[New Feature] WHAT THE FILM!?: Deep Blue Sea


What better way to usher in the first weekend of November than by debuting a BRAND NEW FEATURE?

What The Film is a new weekly column exclusive to Under The Gun Review that brings to light the plot holes Hollywood hoped you’d never notice. Written by comedy writer Dane Sager, this column shows no mercy to films that try and pull the proverbial wool over our eyes.

If you know a film with major plot holes that you feel needs to be exposed, tell us! Email  utgjames@gmail.com with the subject “What The Film” and we’ll try to get your suggestion featured on the site.

Hello! My name is Dane and I’m the new columnist here at Under The Gun. Before we get started, I would like to answer your questions about me before you even ask them:




-No, she has never been willing

-Two packets of sugar and no cream

Now that we have that out of the way, let us get to the problem at hand: Hollywood will occasionally give us something so ridiculous and insane that it takes us out of the movie. Just to be clear, I’m not talking about James Bond saving the world every other year or a group of wizards living in their own cities separate from our own without us ever knowing about them, because these situations make sense in the universes that they are in. I’m talking about scenes, plots, and characters who don’t make sense in the context of the movie they’re in. 

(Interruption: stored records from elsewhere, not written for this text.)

//! Store-backed compare and rewrite operations.

use anyhow::Context;
use chrono::NaiveDate;
use serde::{Deserialize, Serialize};
use sqlx::PgPool;
use tracing::{debug, info};
use uuid::Uuid;

use pacer_db::queries::{activities, plans as plan_queries, workouts as workout_queries};

use super::ReconcileError;
use super::compliance::{CompareOutcome, ComplianceReport};
use super::proposal::{ProposedWorkout, validate_proposals};

/// Counts reported back after a rewrite.
#[derive(Debug, Clone, PartialEq, Eq, Serialize, Deserialize)]
pub struct RewriteResult {
    pub plan_id: Uuid,
    pub deleted: u64,
    pub inserted: u64,
    pub cutoff: NaiveDate,
}

/// Compare the workout scheduled for `user_id` on `date` with the runs
/// recorded that day.
///
/// Read-only. Returns [`CompareOutcome::NotScheduled`] when nothing is
/// scheduled.
pub async fn compare(
    pool: &PgPool,
    user_id: &str,
    date: NaiveDate,
) -> Result<CompareOutcome, ReconcileError> {
    if user_id.trim().is_empty() {
        return Err(ReconcileError::InvalidInput("user_id must not be empty".to_owned()));
    }

    let Some(planned) = workout_queries::find_workout_on(pool, user_id, date).await? else {
        debug!(user_id, %date, "no workout scheduled");
        return Ok(CompareOutcome::NotScheduled { date });
    };

    let totals = activities::day_run_totals(pool, user_id, date).await?;
    debug!(
        user_id,
        %date,
        runs = totals.activity_count,
        meters = totals.total_distance_m,
        "aggregated runs for day"
    );

    let report = ComplianceReport::new(
        date,
        planned.plan_id,
        planned.distance_km,
        totals.total_distance_m / 1000.0,
        totals.avg_speed_mps,
    );
    Ok(CompareOutcome::Report(report))
}

/// Replace every workout of `plan_id` dated on or after the earliest
/// proposed date with `proposals`.
///
/// Runs in one transaction. The plan row is locked first, so two rewrites of
/// the same plan never interleave; on any error the transaction is dropped
/// uncommitted and the plan is left exactly as it was.
pub async fn rewrite(
    pool: &PgPool,
    plan_id: Uuid,
    proposals: &[ProposedWorkout],
) -> Result<RewriteResult, ReconcileError> {
    let rows = validate_proposals(proposals)?;
    let cutoff = rows[0].scheduled_date;

    let mut tx = pool.begin().await.context("failed to begin transaction")?;

    let user_id = plan_queries::lock_plan_owner(&mut *tx, plan_id)
        .await?
        .ok_or(ReconcileError::PlanNotFound(plan_id))?;

    let deleted = workout_queries::delete_workouts_from(&mut *tx, plan_id, cutoff).await?;
    let inserted = workout_queries::insert_workouts(&mut *tx, plan_id, &user_id, &rows).await?;

    tx.commit().await.context("failed to commit transaction")?;

    info!(%plan_id, %cutoff, deleted, inserted, "plan rewritten");
    Ok(RewriteResult {
        plan_id,
        deleted,
        inserted,
        cutoff,
    })
}
use std::fmt;
use std::str::FromStr;

use chrono::{DateTime, NaiveDate, NaiveDateTime, Utc};
use serde::{Deserialize, Serialize};
use sqlx::FromRow;
use uuid::Uuid;

// ---------------------------------------------------------------------------
// Enums
// ---------------------------------------------------------------------------

/// Normalized category of an ingested activity.
///
/// Provider type labels are folded into this enum once, at ingestion time,
/// so queries filter on `kind = 'run'` instead of pattern-matching labels.
#[derive(Debug, Clone, Copy, PartialEq, Eq, Serialize, Deserialize, sqlx::Type)]
#[sqlx(type_name = "text", rename_all = "snake_case")]
#[serde(rename_all = "snake_case")]
pub enum ActivityKind {
    Run,
    Ride,
    Swim,
    Walk,
    Hike,
    Other,
}

impl ActivityKind {
    /// Classify a provider activity type label.
    ///
    /// Any label containing "run" (case-insensitive) is a run, which covers
    /// `Run`, `TrailRun`, `VirtualRun` and `TrailRunning`. Everything else is
    /// matched on a handful of known labels, falling back to [`Self::Other`].
    pub fn from_provider_type(label: &str) -> Self {
        let lower = label.trim().to_ascii_lowercase();
        if lower.contains("run") {
            return Self::Run;
        }
        if lower.contains("ride") || lower == "handcycle" || lower == "velomobile" {
            return Self::Ride;
        }
        match lower.as_str() {
            "swim" | "openwaterswim" => Self::Swim,
            "walk" => Self::Walk,
            "hike" => Self::Hike,
            _ => Self::Other,
        }
    }

    pub fn is_run(self) -> bool {
        self == Self::Run
    }
}

impl fmt::Display for ActivityKind {
    fn fmt(&self, f: &mut fmt::Formatter<'_>) -> fmt::Result {
        let s = match self {
            Self::Run => "run",
            Self::Ride => "ride",
            Self::Swim => "swim",
            Self::Walk => "walk",
            Self::Hike => "hike",
            Self::Other => "other",
        };
        f.write_str(s)
    }
}

impl FromStr for ActivityKind {
    type Err = ActivityKindParseError;

    fn from_str(s: &str) -> Result<Self, Self::Err> {
        match s {
            "run" => Ok(Self::Run),
            "ride" => Ok(Self::Ride),
            "swim" => Ok(Self::Swim),
            "walk" => Ok(Self::Walk),
            "hike" => Ok(Self::Hike),
            "other" => Ok(Self::Other),
            other => Err(ActivityKindParseError(other.to_owned())),
        }
    }
}

/// Error returned when parsing an invalid [`ActivityKind`] string.
#[derive(Debug, Clone)]
pub struct ActivityKindParseError(pub String);

impl fmt::Display for ActivityKindParseError {
    fn fmt(&self, f: &mut fmt::Formatter<'_>) -> fmt::Result {
        write!(f, "invalid activity kind: {:?}", self.0)
    }
}

impl std::error::Error for ActivityKindParseError {}

// ---------------------------------------------------------------------------
// Row structs
// ---------------------------------------------------------------------------

/// A training plan owned by a single user.
#[derive(Debug, Clone, Serialize, Deserialize, FromRow)]
pub struct TrainingPlan {
    pub id: Uuid,
    pub user_id: String,
    pub goal: String,
    pub created_at: DateTime<Utc>,
}

/// A single scheduled session within a plan.
#[derive(Debug, Clone, Serialize, Deserialize, FromRow)]
pub struct Workout {
    pub id: i64,
    pub plan_id: Uuid,
    pub user_id: String,
    pub scheduled_date: NaiveDate,
    pub workout_type: String,
    pub distance_km: f64,
    pub target_pace: Option<String>,
    pub description: Option<String>,
    pub created_at: DateTime<Utc>,
}

/// A workout to be inserted. Plan and user ids are stamped on at insert time.
#[derive(Debug, Clone, PartialEq, Serialize, Deserialize)]
pub struct NewWorkout {
    pub scheduled_date: NaiveDate,
    pub workout_type: String,
    pub distance_km: f64,
    pub target_pace: Option<String>,
    pub description: Option<String>,
}

/// An activity ingested from the fitness provider.
#[derive(Debug, Clone, Serialize, Deserialize, FromRow)]
pub struct Activity {
    pub provider_id: i64,
    pub user_id: String,
    pub name: String,
    pub kind: ActivityKind,
    pub provider_type: Option<String>,
    pub start_date_local: NaiveDateTime,
    pub distance_m: f64,
    pub moving_time_s: i32,
    pub elapsed_time_s: i32,
    pub elevation_gain_m: f64,
    pub average_speed_mps: Option<f64>,
    pub max_speed_mps: Option<f64>,
    pub average_heartrate: Option<f64>,
    pub max_heartrate: Option<f64>,
    pub calories: Option<f64>,
    pub ingested_at: DateTime<Utc>,
}

/// Column values for an activity upsert.
#[derive(Debug, Clone, PartialEq, Serialize, Deserialize)]
pub struct NewActivity {
    pub provider_id: i64,
    pub user_id: String,
    pub name: String,
    pub kind: ActivityKind,
    pub provider_type: Option<String>,
    pub start_date_local: NaiveDateTime,
    pub distance_m: f64,
    pub moving_time_s: i32,
    pub elapsed_time_s: i32,
    pub elevation_gain_m: f64,
    pub average_speed_mps: Option<f64>,
    pub max_speed_mps: Option<f64>,
    pub average_heartrate: Option<f64>,
    pub max_heartrate: Option<f64>,
    pub calories: Option<f64>,
}

// ---------------------------------------------------------------------------
// Tests
// ---------------------------------------------------------------------------

#[cfg(test)]
mod tests {
    use super::*;

    #[test]
    fn activity_kind_display_roundtrip() {
        let variants = [
            ActivityKind::Run,
            ActivityKind::Ride,
            ActivityKind::Swim,
            ActivityKind::Walk,
            ActivityKind::Hike,
            ActivityKind::Other,
        ];
        for v in &variants {
            let s = v.to_string();
            let parsed: ActivityKind = s.parse().expect("should parse");
            assert_eq!(*v, parsed);
        }
    }

    #[test]
    fn activity_kind_invalid() {
        let result = "jog".parse::<ActivityKind>();
        assert!(result.is_err());
    }

    #[test]
    fn run_labels_are_runs() {
        for label in ["Run", "run", "TrailRun", "VirtualRun", " TrailRunning "] {
            assert_eq!(
                ActivityKind::from_provider_type(label),
                ActivityKind::Run,
                "label {label:?}"
            );
        }
    }

    #[test]
    fn non_run_labels() {
        assert_eq!(ActivityKind::from_provider_type("Ride"), ActivityKind::Ride);
        assert_eq!(ActivityKind::from_provider_type("GravelRide"), ActivityKind::Ride);
        assert_eq!(ActivityKind::from_provider_type("Swim"), ActivityKind::Swim);
        assert_eq!(ActivityKind::from_provider_type("Walk"), ActivityKind::Walk);
        assert_eq!(ActivityKind::from_provider_type("Hike"), ActivityKind::Hike);
        assert_eq!(ActivityKind::from_provider_type("Yoga"), ActivityKind::Other);
        assert_eq!(ActivityKind::from_provider_type(""), ActivityKind::Other);
        assert!(!ActivityKind::from_provider_type("WeightTraining").is_run());
    }
}
//! Compliance maths: how much of a planned workout was actually run.

use std::fmt;

use chrono::NaiveDate;
use serde::{Deserialize, Serialize};
use uuid::Uuid;

/// Compliance below this percentage is a missed workout.
pub const MISSED_THRESHOLD_PERCENT: f64 = 50.0;

/// Outcome of comparing one day's plan against recorded runs.
#[derive(Debug, Clone, Copy, PartialEq, Eq, Serialize, Deserialize)]
pub enum Verdict {
    Missed,
    Good,
}

impl Verdict {
    /// `Missed` strictly below the threshold; exactly 50% is `Good`.
    pub fn from_percent(percent: f64) -> Self {
        if percent < MISSED_THRESHOLD_PERCENT {
            Self::Missed
        } else {
            Self::Good
        }
    }
}

impl fmt::Display for Verdict {
    fn fmt(&self, f: &mut fmt::Formatter<'_>) -> fmt::Result {
        match self {
            Self::Missed => f.write_str("Missed"),
            Self::Good => f.write_str("Good"),
        }
    }
}

/// Round to `places` decimal places, half away from zero.
pub(crate) fn round_to(value: f64, places: i32) -> f64 {
    let factor = 10f64.powi(places);
    (value * factor).round() / factor
}

/// `actual / planned * 100`, rounded to one decimal.
///
/// A zero (or otherwise non-positive) planned distance yields `0.0` rather
/// than infinity or NaN.
pub fn compliance_percent(planned_km: f64, actual_km: f64) -> f64 {
    if planned_km.is_nan() || planned_km <= 0.0 || !actual_km.is_finite() {
        return 0.0;
    }
    round_to(actual_km / planned_km * 100.0, 1)
}

/// Comparison of one scheduled workout against the runs recorded that day.
#[derive(Debug, Clone, PartialEq, Serialize, Deserialize)]
pub struct ComplianceReport {
    pub date: NaiveDate,
    pub plan_id: Uuid,
    pub planned_km: f64,
    pub actual_km: f64,
    pub compliance_percent: f64,
    pub verdict: Verdict,
    #[serde(default, skip_serializing_if = "Option::is_none")]
    pub avg_speed_mps: Option<f64>,
}

impl ComplianceReport {
    /// Build a report from raw totals. `actual_km` is rounded to two decimals
    /// first and the percentage is computed from the rounded value, so the
    /// serialized fields are consistent with each other.
    pub fn new(
        date: NaiveDate,
        plan_id: Uuid,
        planned_km: f64,
        actual_km: f64,
        avg_speed_mps: Option<f64>,
    ) -> Self {
        let actual_km = round_to(actual_km, 2);
        let compliance_percent = compliance_percent(planned_km, actual_km);
        Self {
            date,
            plan_id,
            planned_km,
            actual_km,
            compliance_percent,
            verdict: Verdict::from_percent(compliance_percent),
            avg_speed_mps: avg_speed_mps.map(|s| round_to(s, 3)),
        }
    }
}

/// Result of a compare: callers must handle the unscheduled case before
/// reading any numbers.
#[derive(Debug, Clone, PartialEq)]
pub enum CompareOutcome {
    NotScheduled { date: NaiveDate },
    Report(ComplianceReport),
}

impl CompareOutcome {
    pub fn report(&self) -> Option<&ComplianceReport> {
        match self {
            Self::Report(r) => Some(r),
            Self::NotScheduled { .. } => None,
        }
    }
}
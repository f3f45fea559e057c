use std::str::FromStr;
use std::time::Duration;

use anyhow::{Context, Result};
use sqlx::postgres::{PgConnectOptions, PgPoolOptions};
use sqlx::{Executor, PgPool};
use tracing::info;

use crate::config::DbConfig;

/// Migrations embedded at compile time from `crates/pacer-db/migrations/`.
pub static MIGRATOR: sqlx::migrate::Migrator = sqlx::migrate!();

/// Build connect options for `config`, applying the statement timeout as a
/// startup parameter so it covers every query on every pooled connection.
pub fn connect_options(config: &DbConfig) -> Result<PgConnectOptions> {
    let mut options = PgConnectOptions::from_str(&config.database_url)
        .with_context(|| format!("invalid database URL {}", config.database_url))?;
    if let Some(ms) = config.statement_timeout_setting() {
        options = options.options([("statement_timeout", ms)]);
    }
    Ok(options)
}

/// Create a connection pool from `config`.
pub async fn create_pool(config: &DbConfig) -> Result<PgPool> {
    let options = connect_options(config)?;
    let pool = PgPoolOptions::new()
        .max_connections(config.max_connections)
        .acquire_timeout(config.acquire_timeout)
        .connect_with(options)
        .await
        .with_context(|| format!("failed to connect to database at {}", config.database_url))?;
    Ok(pool)
}

/// Run all pending embedded migrations against the pool.
pub async fn run_migrations(pool: &PgPool) -> Result<()> {
    MIGRATOR
        .run(pool)
        .await
        .context("failed to run database migrations")?;

    info!("migrations applied successfully");
    Ok(())
}

/// Ensure the target database exists, creating it if necessary.
///
/// Connects to the `postgres` maintenance database and issues
/// `CREATE DATABASE <name>` when the target database is absent.
pub async fn ensure_database_exists(config: &DbConfig) -> Result<()> {
    let db_name = config
        .database_name()
        .context("could not determine database name from URL")?;

    let maintenance_url = config.maintenance_url();

    let maint_pool = PgPoolOptions::new()
        .max_connections(1)
        .acquire_timeout(Duration::from_secs(10))
        .connect(&maintenance_url)
        .await
        .with_context(|| {
            format!(
                "failed to connect to maintenance database at {}",
                maintenance_url
            )
        })?;

    let exists: bool =
        sqlx::query_scalar("SELECT EXISTS(SELECT 1 FROM pg_database WHERE datname = $1)")
            .bind(db_name)
            .fetch_one(&maint_pool)
            .await
            .context("failed to query pg_database")?;

    if exists {
        info!(db = db_name, "database already exists");
    } else {
        // CREATE DATABASE cannot take a bind parameter.
        if !db_name
            .chars()
            .all(|c| c.is_ascii_alphanumeric() || c == '_')
        {
            anyhow::bail!("database name {:?} contains invalid characters", db_name);
        }
        let stmt = format!("CREATE DATABASE {db_name}");
        maint_pool
            .execute(stmt.as_str())
            .await
            .with_context(|| format!("failed to create database {db_name}"))?;
        info!(db = db_name, "database created");
    }

    maint_pool.close().await;
    Ok(())
}

/// Return the row count for every user-defined table in the `public` schema,
/// skipping sqlx's own bookkeeping table.
pub async fn table_counts(pool: &PgPool) -> Result<Vec<(String, i64)>> {
    let tables: Vec<(String,)> = sqlx::query_as(
        "SELECT tablename::text \
         FROM pg_tables \
         WHERE schemaname = 'public' AND tablename <> '_sqlx_migrations' \
         ORDER BY tablename",
    )
    .fetch_all(pool)
    .await
    .context("failed to list tables")?;

    let mut counts = Vec::with_capacity(tables.len());
    for (table_name,) in &tables {
        // Names come from pg_tables, so they are safe identifiers.
        let query = format!("SELECT COUNT(*) FROM {table_name}");
        let count: (i64,) = sqlx::query_as(&query)
            .fetch_one(pool)
            .await
            .with_context(|| format!("failed to count rows in {table_name}"))?;
        counts.push((table_name.clone(), count.0));
    }
    Ok(counts)
}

“Yeah, I'm pretty sure that's what burns look like” - Someone who has never seen a burn


This week’s movie: 1999’s Deep Blue Sea. 

You may remember Deep Blue Sea as the movie where genetically mutated Mako Sharks kill off every single character in the movie except for LL Cool J and The Punisher. You may also remember it as the movie that has not quite, but almost the exact same plot as the far superior 2011’s Rise of the Planet of the Apes.

So What Is It About?

A group of scientists (after learning that sharks never have any diseases attack their brain) try to create a cure for Alzheimer’s Disease. They genetically engineer three Mako Sharks to be much larger than natural Mako Sharks, so they can have a more generously sized brain to study. This decision brings the unfortunate side effect of having much smarter sharks.


...And it goes just as smoothly as you'd think.

About a half hour into the movie, they decide to test all their research. So how does one manufacture and test a potential cure for Alzheimer’s? By analyzing the shark’s brain, extracting the proteins, synthesizing them to make them pure and efficient (as well as eliminating bacteria and parasites that could potentially be living in the shark’s brain), testing each synthesized protein on people/monkeys/labrats and intently observing to see if their brain function is being repaired, and if there is no improvement, using a different protein that was extracted and purified to see if that works. By using one protein at a time, you’re eliminating any contamination and removing any variables that could have an effect on the brain. There’s a phrase for this kind of testing, it’s called “The Scientific Method”. If this sounds familiar, it’s because almost every scientific discovery has occurred due to this process.

Deep Blue Sea looks at the Scientific Method and holds it under water till bubbles stop coming up to the surface. It starts close enough, by tranquilizing one of their Mako Sharks and bringing it aboard the sea lab to extract what will now be referred to as “Brain Juice” from this point on. Lead Female Scientist pierces the Mako’s with a long needle that goes directly into the brain and draws out the Brain Juice. While still in the same exact room as the Mako Shark, its handler, several other scientists (including one who is smoking a cigarette), and an open door leading into the ocean, she slowly squirts some of the Brain Juice out of her large syringe onto a petri dish that contains a small sample of dead human brain. Because when you are testing something as important like this, you want to make sure it’s contaminated as possible.


“We are going to get so much science with this”

When you’re placing Brain Juice on a small slice of a dead human brain, what on Earth are you even trying to accomplish here? This is less like science and more like a curious cook throwing together ingredients to see what they can make. Even if this goes how you expect, you literally have no idea what caused it; for all you know, it could have been a combination of the cigarette smoke, the salty humidity coming from the doorway into the ocean, and a parasite within the shark’s brain.

So what happens with this test? The brain cells start coming back to life and its synapses start firing again. It stays alive for close to seven seconds before dying again. Everyone is excited and happy that they cured Alzheimer’s despite the fact that no one knows how. Even more alarming is the fact that no one seems bothered that some dead person who donated their body to science had their consciousness snap back into existence for almost seven seconds before disappearing again back into oblivion.